The Basque territory was settled by the Romans between the first century BCE and the fourth century CE. It was during this period that they founded the city of Oiasso, known today as Irun, in today’s Autonomous Community of the Basque Country. The city stands at the mouth of the Bidasoa River in the province of Gipuzkoa on the border with France and Navarre. Irun is the second-largest city in the province, after the capital, San Sebastian (just 17 km away), and has a population of around 62,000. It holds a strategic position as one of the main border crossings between France and Spain.

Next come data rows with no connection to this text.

//! Server configuration
//!
//! All environment parsing happens here, once, at startup; the rest of the
//! system receives a resolved `Config`. `TIER` selects a backend profile
//! (embedded vs. networked), individual variables override it.

use kestrel_core::domain::EvaluationMode;
use kestrel_repository::RepositoryConfig;
use std::env;
use std::fmt;
use tracing::warn;

/// Product tier: selects the default backend profile.
#[derive(Debug, Clone, Copy, PartialEq, Eq)]
pub enum Tier {
    /// SQLite + in-process cache + channel bus
    Community,
    /// PostgreSQL + Redis (two-phase) + NATS
    Pro,
}

impl fmt::Display for Tier {
    fn fmt(&self, f: &mut fmt::Formatter<'_>) -> fmt::Result {
        match self {
            Tier::Community => f.write_str("community"),
            Tier::Pro => f.write_str("pro"),
        }
    }
}

/// Cache backend configuration.
#[derive(Debug, Clone)]
pub struct CacheConfig {
    /// "memory" or "redis"
    pub cache_type: String,
    pub local_max_size: usize,
    pub local_ttl_secs: u64,
    pub redis_addr: String,
    pub redis_password: String,
    pub redis_db: i64,
    /// Layer the local LRU in front of Redis
    pub enable_two_phase: bool,
}

/// Event bus backend configuration.
#[derive(Debug, Clone)]
pub struct BusConfig {
    /// "channel" or "nats"
    pub bus_type: String,
    pub channel_buffer_size: usize,
    pub nats_url: String,
}

/// Complete resolved server configuration.
#[derive(Debug, Clone)]
pub struct Config {
    pub host: String,
    pub port: u16,
    pub tier: Tier,
    pub mode: EvaluationMode,
    pub debug: bool,
    /// Bound on per-request rule evaluation parallelism
    pub max_rule_workers: usize,
    pub repository: RepositoryConfig,
    pub cache: CacheConfig,
    pub bus: BusConfig,
    /// Run the async bus worker even outside the pro tier
    pub async_worker: bool,
    /// Tenants the async worker subscribes for; empty means global
    pub tenants: Vec<String>,
}

impl Config {
    /// Community-tier defaults.
    pub fn community() -> Self {
        Self {
            host: "0.0.0.0".to_string(),
            port: 8080,
            tier: Tier::Community,
            mode: EvaluationMode::Detection,
            debug: false,
            max_rule_workers: 100,
            repository: RepositoryConfig::default(),
            cache: CacheConfig {
                cache_type: "memory".to_string(),
                local_max_size: 10_000,
                local_ttl_secs: 300,
                redis_addr: "localhost:6379".to_string(),
                redis_password: String::new(),
                redis_db: 0,
                enable_two_phase: false,
            },
            bus: BusConfig {
                bus_type: "channel".to_string(),
                channel_buffer_size: 1000,
                nats_url: "nats://localhost:4222".to_string(),
            },
            async_worker: false,
            tenants: Vec::new(),
        }
    }

    /// Pro-tier defaults: networked backends, two-phase cache, async worker.
    pub fn pro() -> Self {
        let mut config = Self::community();
        config.tier = Tier::Pro;
        config.repository.driver = "postgres".to_string();
        config.cache.cache_type = "redis".to_string();
        config.cache.enable_two_phase = true;
        config.cache.local_max_size = 1000;
        config.bus.bus_type = "nats".to_string();
        config.async_worker = true;
        config
    }

    /// Resolve configuration from the process environment.
    pub fn from_env() -> Self {
        Self::resolve(|key| env::var(key).ok())
    }

    /// Resolve configuration from an arbitrary variable source (testable).
    pub fn resolve(get: impl Fn(&str) -> Option<String>) -> Self {
        let mut config = match get("TIER").as_deref().map(str::trim) {
            None | Some("") | Some("community") => Self::community(),
            Some("pro") => Self::pro(),
            Some("enterprise") => {
                warn!("TIER=enterprise is not available in this build, falling back to community");
                Self::community()
            }
            Some(other) => {
                warn!(tier = other, "unsupported TIER value, falling back to community");
                Self::community()
            }
        };

        if let Some(mode) = get("MODE") {
            match mode.parse::<EvaluationMode>() {
                Ok(mode) => config.mode = mode,
                Err(error) => warn!(%error, "ignoring invalid MODE"),
            }
        }

        config.debug = get("DEBUG").as_deref() == Some("true");

        if let Some(port) = get("PORT").and_then(|p| p.parse().ok()) {
            config.port = port;
        }
        if let Some(host) = get("HOST") {
            config.host = host;
        }

        if let Some(driver) = get("DB_DRIVER") {
            config.repository.driver = driver;
        }
        if let Some(path) = get("SQLITE_PATH") {
            config.repository.sqlite_path = path;
        }
        if let Some(host) = get("POSTGRES_HOST") {
            config.repository.postgres_host = host;
        }
        if let Some(port) = get("POSTGRES_PORT").and_then(|p| p.parse().ok()) {
            config.repository.postgres_port = port;
        }
        if let Some(user) = get("POSTGRES_USER") {
            config.repository.postgres_user = user;
        }
        if let Some(password) = get("POSTGRES_PASSWORD") {
            config.repository.postgres_password = password;
        }
        if let Some(db) = get("POSTGRES_DB") {
            config.repository.postgres_db = db;
        }
        if let Some(sslmode) = get("POSTGRES_SSLMODE") {
            config.repository.postgres_sslmode = sslmode;
        }

        if let Some(cache_type) = get("CACHE_TYPE") {
            config.cache.cache_type = cache_type;
        }
        if let Some(addr) = get("REDIS_ADDR") {
            config.cache.redis_addr = addr;
        }
        if let Some(password) = get("REDIS_PASSWORD") {
            config.cache.redis_password = password;
        }
        if let Some(db) = get("REDIS_DB").and_then(|d| d.parse().ok()) {
            config.cache.redis_db = db;
        }

        if let Some(bus_type) = get("BUS_TYPE") {
            config.bus.bus_type = bus_type;
        }
        if let Some(url) = get("NATS_URL") {
            config.bus.nats_url = url;
        }

        if get("ASYNC_WORKER").as_deref() == Some("true") {
            config.async_worker = true;
        }
        if let Some(tenants) = get("TENANTS") {
            config.tenants = tenants
                .split(',')
                .map(str::trim)
                .filter(|t| !t.is_empty())
                .map(str::to_string)
                .collect();
        }

        config
    }
}

#[cfg(test)]
mod tests {
    use super::*;
    use std::collections::HashMap;

    fn resolve(vars: &[(&str, &str)]) -> Config {
        let map: HashMap<String, String> = vars
            .iter()
            .map(|(k, v)| (k.to_string(), v.to_string()))
            .collect();
        Config::resolve(|key| map.get(key).cloned())
    }

    #[test]
    fn test_defaults_are_community_detection() {
        let config = resolve(&[]);

        assert_eq!(config.tier, Tier::Community);
        assert_eq!(config.mode, EvaluationMode::Detection);
        assert_eq!(config.repository.driver, "sqlite");
        assert_eq!(config.cache.cache_type, "memory");
        assert_eq!(config.bus.bus_type, "channel");
        assert_eq!(config.port, 8080);
        assert!(!config.async_worker);
    }

    #[test]
    fn test_pro_tier_profile() {
        let config = resolve(&[("TIER", "pro")]);

        assert_eq!(config.tier, Tier::Pro);
        assert_eq!(config.repository.driver, "postgres");
        assert_eq!(config.cache.cache_type, "redis");
        assert!(config.cache.enable_two_phase);
        assert_eq!(config.bus.bus_type, "nats");
        assert!(config.async_worker);
    }

    #[test]
    fn test_enterprise_falls_back_to_community() {
        let config = resolve(&[("TIER", "enterprise")]);
        assert_eq!(config.tier, Tier::Community);
    }

    #[test]
    fn test_mode_and_overrides() {
        let config = resolve(&[
            ("MODE", "compliance"),
            ("PORT", "9090"),
            ("HOST", "127.0.0.1"),
            ("DB_DRIVER", "postgres"),
            ("CACHE_TYPE", "redis"),
            ("BUS_TYPE", "nats"),
            ("DEBUG", "true"),
            ("TENANTS", "alpha, beta"),
        ]);

        assert_eq!(config.mode, EvaluationMode::Compliance);
        assert_eq!(config.port, 9090);
        assert_eq!(config.host, "127.0.0.1");
        assert_eq!(config.repository.driver, "postgres");
        assert_eq!(config.cache.cache_type, "redis");
        assert_eq!(config.bus.bus_type, "nats");
        assert!(config.debug);
        assert_eq!(config.tenants, vec!["alpha", "beta"]);
    }

    #[test]
    fn test_invalid_values_keep_defaults() {
        let config = resolve(&[("MODE", "strict"), ("PORT", "not-a-port")]);

        assert_eq!(config.mode, EvaluationMode::Detection);
        assert_eq!(config.port, 8080);
    }
}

Archaeological investigations in recent decades have identified the location of the town of Oiasso, referred to in classical texts by Strabo, Pliny and Ptolemy. The geographer Strabo, who lived during the reign of Augustus and Tiberius, wrote that the polis of Oiasso was one of the towns in the region of Pompaelo (Pamplona) “on the very edge of the Ocean”, which lay “just at the border between Aquitaine and Iberia”. Numerous remains of the Roman settlement can still be seen, including the burial ground in the chapel of Santa Elena, the mineworks in the Aiako Harria area, the port facilities unearthed on Calle Santiago and Calle Tadeo Murgia in Irun and the baths located behind the present-day Oiasso Roman Museum.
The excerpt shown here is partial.